Paroles de soignants : portrait d'Antonin Michaux, interne en réanimation

Antonin Michaux est interne dans le service réanimation du CHU de Strasbourg (Bas-Rhin). "Quand on est interne, on sait qu'on va être confronté à ces situations graves : la détresse vitale", témoigne-t-il. Selon lui, il faut se mettre à la place des patients, "essayer d'éprouver ce qu'ils peuvent ressentir à ce moment-là". Le lien humain est le cœur de son métier. "On y retourne avec les mêmes moyens" "On ne pourra pas vider 75%, 80% des réanimations en trois jours parce qu'il y a un afflux de patients Covid", explique Antonin Michaux. Il voit la situation se dégrader à l'hôpital. L'état d'une patiente, arrivée dans l'après-midi, s'est dégradé.

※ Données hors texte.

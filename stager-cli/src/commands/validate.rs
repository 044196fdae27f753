//! Command to validate a stager configuration file.

use crate::error::CliError;
use crate::utils::GlobalOptions;
use clap::Args;
use stager::config::{ConfigLoader, ConfigValidator};
use std::path::PathBuf;

/// Validate a stager configuration file.
#[derive(Args)]
pub struct ValidateCommand {
    /// Configuration file to validate
    #[arg(value_name = "CONFIG_PATH")]
    pub config_path: PathBuf,
}

impl ValidateCommand {
    pub fn execute(self, global: &GlobalOptions) -> Result<(), CliError> {
        if !self.config_path.exists() {
            return Err(CliError::InvalidArguments(format!(
                "File not found: {}",
                self.config_path.display()
            )));
        }

        let config = ConfigLoader::load_file(&self.config_path)
            .map_err(|e| CliError::Config(e.to_string()))?;
        ConfigValidator::validate(&config).map_err(|e| CliError::Config(e.to_string()))?;

        if !global.quiet {
            println!("Configuration is valid");
        }
        Ok(())
    }
}
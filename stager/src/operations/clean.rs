//! Clean: remove the staging directory.

use std::fs;
use std::path::Path;
use std::sync::Arc;

use crate::error::{Error, Result};
use crate::fs::{find, remove_link, EntryKind};
use crate::operations::OperationOptions;
use crate::path::PathSet;
use crate::precondition::PreconditionCatalogue;
use crate::process::{Deadline, OutputSink, OutputStream};

/// Removes the staging directory.
#[derive(Debug, Clone)]
pub struct Cleaner {
    preconditions: Arc<PreconditionCatalogue>,
}

impl Cleaner {
    /// Creates a cleaner using the given trees.
    #[must_use]
    pub fn new(preconditions: Arc<PreconditionCatalogue>) -> Self {
        Self { preconditions }
    }

    /// Recursively remove the staging directory.
    ///
    /// Symlinks are removed, never followed. Entries are removed children
    /// first, checking the timeout between each one; a timeout leaves the
    /// directory partly removed.
    ///
    /// # Errors
    ///
    /// - [`Error::PreconditionUnfulfilled`] if the clean tree is unfulfilled.
    /// - [`Error::Runtime`] wrapping an I/O failure or timeout.
    pub fn clean(&self, options: &OperationOptions, sink: Option<&mut dyn OutputSink>) -> Result<()> {
        self.run(options, sink).map_err(Error::into_runtime)
    }

    fn run(&self, options: &OperationOptions, mut sink: Option<&mut dyn OutputSink>) -> Result<()> {
        self.preconditions
            .clean()
            .assert_is_fulfilled(&options.check_context())?;

        let staging = options.staging_dir.to_path_buf();
        log::info!("cleaning: {}", staging.display());
        let removed = remove_tree(&staging, &Deadline::new("remove staging directory", options.timeout))?;

        if let Some(sink) = sink.as_deref_mut() {
            sink.on_output(
                OutputStream::Stdout,
                &format!("removed {} ({removed} entries)", staging.display()),
            );
        }
        Ok(())
    }
}

/// Remove `root` and everything beneath it. Returns the number of entries
/// removed below `root`.
fn remove_tree(root: &Path, deadline: &Deadline) -> Result<usize> {
    let entries = find(root, &PathSet::empty())?;
    for entry in entries.iter().rev() {
        deadline.check()?;
        let result = match entry.kind {
            EntryKind::Directory => fs::remove_dir(&entry.path),
            EntryKind::Symlink => remove_link(&entry.path),
            EntryKind::File | EntryKind::Other => fs::remove_file(&entry.path),
        };
        result.map_err(|e| Error::io(&entry.path, e))?;
    }
    fs::remove_dir(root).map_err(|e| Error::io(root, e))?;
    Ok(entries.len())
}

#[cfg(test)]
mod tests {
    use super::*;
    use crate::operations::workflow::testing::Fixture;
    use crate::process::BufferedSink;
    use std::time::Duration;

    #[test]
    fn test_clean_removes_staging_dir() {
        let fx = Fixture::new();
        fx.workflow.beginner().begin(&fx.options(), None).unwrap();
        assert!(fx.staging().is_dir());

        let mut sink = BufferedSink::new();
        fx.workflow
            .cleaner()
            .clean(&fx.options(), Some(&mut sink))
            .unwrap();

        assert!(!fx.staging().exists());
        assert!(fx.active().join("composer.json").is_file());
        assert_eq!(sink.stdout().len(), 1);
    }

    #[cfg(unix)]
    #[test]
    fn test_clean_does_not_follow_links() {
        let fx = Fixture::new();
        fx.workflow.beginner().begin(&fx.options(), None).unwrap();
        let outside = fx.root().join("outside");
        fs::create_dir(&outside).unwrap();
        fs::write(outside.join("keep.txt"), "keep").unwrap();
        std::os::unix::fs::symlink(&outside, fx.staging().join("link")).unwrap();

        fx.workflow.cleaner().clean(&fx.options(), None).unwrap();
        assert!(outside.join("keep.txt").is_file());
    }

    #[test]
    fn test_clean_requires_staging_dir() {
        let fx = Fixture::new();
        let err = fx.workflow.cleaner().clean(&fx.options(), None).unwrap_err();
        assert!(err.is_precondition_failure());
    }

    #[test]
    fn test_clean_refuses_staging_dir_containing_active_dir() {
        let fx = Fixture::new();
        let outer = fx.root().join("outer");
        let inner = outer.join("app");
        fs::create_dir_all(&inner).unwrap();
        fs::write(inner.join("index.php"), "<?php").unwrap();

        let options = OperationOptions::new(
            crate::path::StagePath::new(inner.to_string_lossy()).unwrap(),
            crate::path::StagePath::new(outer.to_string_lossy()).unwrap(),
        )
        .with_exclusions(PathSet::new(["app"]));

        let err = fx.workflow.cleaner().clean(&options, None).unwrap_err();
        match err {
            Error::PreconditionUnfulfilled { ref leaf, .. } => {
                assert_eq!(leaf, "StagingDirIsNotNested");
            }
            other => panic!("unexpected error: {other:?}"),
        }
        assert!(inner.join("index.php").is_file());
    }

    #[test]
    fn test_remove_tree_times_out() {
        let fx = Fixture::new();
        let deadline = Deadline::new("remove staging directory", Some(Duration::ZERO));
        let err = remove_tree(&fx.active(), &deadline).unwrap_err();
        assert!(err.is_timeout());
        assert!(fx.active().exists());
    }
}
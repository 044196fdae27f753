//! Stage command implementation.
//!
//! This module implements the `stage` command, which runs the package
//! manager inside the staging directory. Everything after `--` is passed to
//! the package manager unchanged.

use crate::error::CliError;
use crate::utils::{load_configuration, operation_options, terminal_sink, DirectoryArgs, GlobalOptions};
use clap::Args;
use stager::Workflow;

/// Run a package manager command in the staging directory.
#[derive(Args)]
pub struct StageCommand {
    #[command(flatten)]
    pub dirs: DirectoryArgs,

    /// Package manager arguments, without the executable (e.g. `-- require drupal/token`)
    #[arg(
        value_name = "ARGS",
        trailing_var_arg = true,
        allow_hyphen_values = true,
        required = true
    )]
    pub command: Vec<String>,
}

impl StageCommand {
    /// Execute the stage command.
    pub fn execute(self, global: &GlobalOptions) -> Result<(), CliError> {
        let config = load_configuration(global, &self.dirs)?;
        let options = operation_options(&config)?;
        let workflow = Workflow::from_config(&config);

        let mut sink = terminal_sink(global.quiet);
        workflow
            .stager()
            .stage(&self.command, &options, Some(&mut sink))?;
        Ok(())
    }
}
//! Shell completion generation command.
//!
//! This module provides the `completions` command which generates shell completion
//! scripts for bash, zsh, fish, and PowerShell.

use crate::cli::Cli;
use crate::error::CliError;
use crate::utils::GlobalOptions;
use clap::{CommandFactory, Parser};
use clap_complete::{generate, Shell};
use std::io;

/// Name of the installed binary.
const BIN_NAME: &str = "stager";

/// Generate shell completion scripts
#[derive(Parser)]
pub struct CompletionsCommand {
    /// Shell to generate completions for
    #[arg(value_enum)]
    pub shell: Shell,
}

impl CompletionsCommand {
    /// Execute the completions command.
    pub fn execute(&self, global: &GlobalOptions) -> Result<(), CliError> {
        let mut cmd = Cli::command();

        if !global.quiet {
            eprintln!("# Generating {} completion script", self.shell);
            match self.shell {
                Shell::Bash => {
                    eprintln!("#   stager completions bash > ~/.local/share/bash-completion/completions/stager");
                }
                Shell::Zsh => {
                    eprintln!("#   stager completions zsh > ~/.zsh/completions/_stager");
                }
                Shell::Fish => {
                    eprintln!("#   stager completions fish > ~/.config/fish/completions/stager.fish");
                }
                Shell::PowerShell => {
                    eprintln!("#   stager completions powershell | Out-String | Invoke-Expression");
                }
                _ => {}
            }
        }

        generate(self.shell, &mut cmd, BIN_NAME, &mut io::stdout());
        Ok(())
    }
}
//! CLI command implementations.
//!
//! This module contains the implementations of all CLI commands:
//! - `begin`: Copy the active directory to a new staging directory
//! - `stage`: Run a package manager command in the staging directory
//! - `commit`: Make the staged changes live
//! - `clean`: Remove the staging directory
//! - `status`: Report which operations are ready to run
//! - `validate`: Validate a configuration file
//! - `completions`: Generate shell completion scripts

pub mod begin;
pub mod clean;
pub mod commit;
pub mod completions;
pub mod stage;
pub mod status;
pub mod validate;

pub use begin::BeginCommand;
pub use clean::CleanCommand;
pub use commit::CommitCommand;
pub use completions::CompletionsCommand;
pub use stage::StageCommand;
pub use status::StatusCommand;
pub use validate::ValidateCommand;
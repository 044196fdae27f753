//! Common test utilities for integration tests.
//!
//! This module provides fixture builders for directory trees and snapshot
//! helpers for comparing them before and after an operation.

pub mod tree;

use std::sync::Arc;

use stager::config::{Config, PackageManagerConfig};
use stager::operations::{OperationOptions, Workflow};
use stager::path::StagePath;
use stager::process::SystemProcessRunner;
use stager::sync::SyncerKind;

pub use tree::{snapshot, DirFixture, Snapshot};

/// A config that uses `cargo` as the package manager, which is always
/// installed wherever these tests run.
#[allow(dead_code)]
pub fn test_config(syncer: SyncerKind) -> Config {
    Config {
        syncer: Some(syncer),
        package_manager: Some(PackageManagerConfig {
            executable: "cargo".to_string(),
            version_args: vec!["--version".to_string()],
        }),
        ..Default::default()
    }
}

/// A workflow wired with the real process runner.
#[allow(dead_code)]
pub fn test_workflow(syncer: SyncerKind) -> Workflow {
    Workflow::with_runner(&test_config(syncer), Arc::new(SystemProcessRunner::new()))
}

/// Options for the fixture's `active/` and `staging/` directories.
#[allow(dead_code)]
pub fn options_for(fixture: &DirFixture) -> OperationOptions {
    OperationOptions::new(
        StagePath::new(fixture.path("active").to_string_lossy()).unwrap(),
        StagePath::new(fixture.path("staging").to_string_lossy()).unwrap(),
    )
}

/// Whether `rsync` is installed; rsync-backed tests are skipped otherwise.
#[allow(dead_code)]
pub fn rsync_available() -> bool {
    which::which("rsync").is_ok()
}
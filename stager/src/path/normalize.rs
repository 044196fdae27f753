//! Path normalization functions.
//!
//! Normalization is pure string manipulation. It never touches the
//! filesystem and never fails:
//! - `/` and `\` are both treated as separators
//! - empty segments and `.` segments are dropped
//! - `..` removes the most recently kept segment (a no-op at the top)
//! - kept segments are re-joined with a single separator
//! - a leading root, drive (`C:`), or scheme (`phar://`) prefix is preserved
//!
//! The result is idempotent: normalizing a normalized path returns it
//! unchanged.

/// The part of a path that is kept verbatim ahead of its segments.
#[derive(Debug, Clone, Copy, PartialEq, Eq)]
pub enum Prefix<'a> {
    /// A relative path.
    None,
    /// A leading separator (`/` or `\`).
    Root,
    /// A drive letter such as `C:`.
    Drive(char),
    /// A stream-wrapper scheme including its `://` (or `:///`) marker.
    Scheme(&'a str),
}

/// Split a raw path into its preserved prefix and the remainder.
///
/// # Examples
///
/// ```
/// use stager::path::normalize::{split_prefix, Prefix};
///
/// assert_eq!(split_prefix("/var/www"), (Prefix::Root, "/var/www"));
/// assert_eq!(split_prefix("C:\\www"), (Prefix::Drive('C'), "\\www"));
/// assert_eq!(split_prefix("vfs:///root"), (Prefix::Scheme("vfs:///"), "root"));
/// assert_eq!(split_prefix("www"), (Prefix::None, "www"));
/// ```
#[must_use]
pub fn split_prefix(raw: &str) -> (Prefix<'_>, &str) {
    if let Some(len) = scheme_len(raw) {
        let (scheme, rest) = raw.split_at(len);
        return (Prefix::Scheme(scheme), rest);
    }

    if let Some(letter) = drive_letter(raw) {
        return (Prefix::Drive(letter), &raw[2..]);
    }

    if raw.starts_with(['/', '\\']) {
        return (Prefix::Root, raw);
    }

    (Prefix::None, raw)
}

/// Check whether a path begins with a stream-wrapper scheme such as `file://`.
#[must_use]
pub fn has_scheme(raw: &str) -> bool {
    scheme_len(raw).is_some()
}

/// Check whether a path begins with a drive letter followed by a separator.
///
/// # Examples
///
/// ```
/// use stager::path::normalize::is_drive_qualified;
///
/// assert!(is_drive_qualified("C:\\Users"));
/// assert!(is_drive_qualified("d:/data"));
/// assert!(!is_drive_qualified("C:"));
/// assert!(!is_drive_qualified("/data"));
/// ```
#[must_use]
pub fn is_drive_qualified(raw: &str) -> bool {
    drive_letter(raw).is_some() && raw[2..].starts_with(['/', '\\'])
}

/// Return the drive letter of a path such as `C:` or `C:\x`, if present.
#[must_use]
pub fn drive_letter(raw: &str) -> Option<char> {
    let bytes = raw.as_bytes();
    if bytes.len() >= 2 && bytes[0].is_ascii_alphabetic() && bytes[1] == b':' {
        Some(char::from(bytes[0]))
    } else {
        None
    }
}

/// Length of a leading `scheme://` or `scheme:///` marker.
///
/// A scheme is at least two characters, starts with a letter, and contains
/// only letters, digits, `+`, `-`, and `.`. The two-character minimum keeps
/// `C://x` a drive path.
fn scheme_len(raw: &str) -> Option<usize> {
    let marker = raw.find("://")?;
    let scheme = &raw[..marker];

    let mut chars = scheme.chars();
    let first = chars.next()?;
    if scheme.len() < 2
        || !first.is_ascii_alphabetic()
        || !chars.all(|c| c.is_ascii_alphanumeric() || matches!(c, '+' | '-' | '.'))
    {
        return None;
    }

    let mut len = marker + 3;
    if raw[len..].starts_with('/') {
        len += 1;
    }
    Some(len)
}

/// Normalize a path, joining segments with `separator`.
///
/// # Examples
///
/// ```
/// use stager::path::normalize::normalize_with;
///
/// assert_eq!(normalize_with("/a/./b/../c", '/'), "/a/c");
/// assert_eq!(normalize_with("C:////one", '/'), "C:/one");
/// assert_eq!(normalize_with("C:", '/'), "C:/");
/// assert_eq!(normalize_with("C:/one/two", '\\'), "C:\\one\\two");
/// assert_eq!(normalize_with("one/../../two", '/'), "two");
/// ```
#[must_use]
pub fn normalize_with(raw: &str, separator: char) -> String {
    let (mut prefix, rest) = split_prefix(raw);

    let mut kept: Vec<&str> = Vec::new();
    for segment in rest.split(['/', '\\']) {
        match segment {
            "" | "." => {}
            ".." => {
                kept.pop();
            }
            other => kept.push(other),
        }
    }

    // A relative result whose first segment reads as a drive would be parsed
    // as drive-qualified next time; promote it now so the output is stable.
    if prefix == Prefix::None {
        if let Some(first) = kept.first().copied() {
            if let Some(letter) = drive_letter(first) {
                prefix = Prefix::Drive(letter);
                let remainder = &first[2..];
                if remainder.is_empty() {
                    kept.remove(0);
                } else {
                    kept[0] = remainder;
                }
            }
        }
    }

    let joined = kept.join(&separator.to_string());
    match prefix {
        Prefix::None => joined,
        Prefix::Root => format!("{separator}{joined}"),
        Prefix::Drive(letter) => format!("{letter}:{separator}{joined}"),
        Prefix::Scheme(scheme) => format!("{scheme}{joined}"),
    }
}

/// Normalize a path using the native separator of the compile target.
///
/// # Examples
///
/// ```
/// use stager::path::normalize::normalize;
///
/// let expected = format!("one{}six", std::path::MAIN_SEPARATOR);
/// assert_eq!(normalize("one/./two/../six//"), expected);
/// ```
#[must_use]
pub fn normalize(raw: &str) -> String {
    normalize_with(raw, std::path::MAIN_SEPARATOR)
}
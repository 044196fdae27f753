//! Synchronizer backed by an external `rsync`.

use std::sync::Arc;
use std::time::Duration;

use crate::error::Result;
use crate::path::{PathSet, StagePath};
use crate::process::{OutputSink, ProcessRunner, ProcessSpec};
use crate::sync::{prepare, FileSyncer, SyncerKind};

/// Mirrors directories by running `rsync --archive --checksum --delete-after`.
///
/// `--checksum` makes rsync compare contents rather than size and
/// modification time, matching the native backend.
///
/// Exclusions are passed as anchored `--exclude` patterns with wildcard
/// characters escaped, so they match literally and only at the top of the
/// transfer. rsync also protects excluded destination paths from deletion,
/// which gives the same frozen-path behavior as the native backend.
#[derive(Debug, Clone)]
pub struct RsyncSyncer {
    executable: String,
    runner: Arc<dyn ProcessRunner>,
}

impl RsyncSyncer {
    /// Create a synchronizer that runs `executable` through `runner`.
    pub fn new(executable: impl Into<String>, runner: Arc<dyn ProcessRunner>) -> Self {
        Self {
            executable: executable.into(),
            runner,
        }
    }

    /// The rsync executable this synchronizer runs.
    #[must_use]
    pub fn executable(&self) -> &str {
        &self.executable
    }

    fn command(&self, source: &str, destination: &str, exclusions: &PathSet) -> ProcessSpec {
        let mut spec = ProcessSpec::new(&self.executable).args([
            "--archive",
            "--checksum",
            "--delete-after",
            "--verbose",
        ]);
        for exclusion in exclusions {
            spec = spec.arg(format!("--exclude=/{}", escape_pattern(exclusion)));
        }
        spec.arg(with_trailing_slash(source))
            .arg(with_trailing_slash(destination))
    }
}

impl FileSyncer for RsyncSyncer {
    fn sync(
        &self,
        source: &StagePath,
        destination: &StagePath,
        exclusions: &PathSet,
        sink: Option<&mut dyn OutputSink>,
        timeout: Option<Duration>,
    ) -> Result<()> {
        let prepared = prepare(source, destination, exclusions)?;
        let spec = self.command(
            &prepared.source.to_string_lossy(),
            &prepared.destination.to_string_lossy(),
            &prepared.exclusions,
        );
        self.runner.run(&spec, sink, timeout)
    }

    fn kind(&self) -> SyncerKind {
        SyncerKind::Rsync
    }
}

/// Escape rsync's wildcard characters so a pattern matches literally.
fn escape_pattern(raw: &str) -> String {
    let mut escaped = String::with_capacity(raw.len());
    for c in raw.chars() {
        if matches!(c, '\\' | '*' | '?' | '[') {
            escaped.push('\\');
        }
        escaped.push(c);
    }
    escaped
}

/// rsync copies a directory's contents, not the directory, when the source
/// ends with a separator.
fn with_trailing_slash(path: &str) -> String {
    if path.ends_with(['/', '\\']) {
        path.to_string()
    } else {
        format!("{path}/")
    }
}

Les soignants ont été contraints de l'intuber et de la placer dans un coma artificiel, branchée à un respirateur. "Si la deuxième vague est, en proportion, aussi grande que la première, on pas construit un hôpital avec des nouveaux lits de réanimation, on n'a pas pu former des médecins réanimateur, des infirmiers de réanimation en un été. On y retourne avec les mêmes moyens", s'inquiète Antonin Michaux.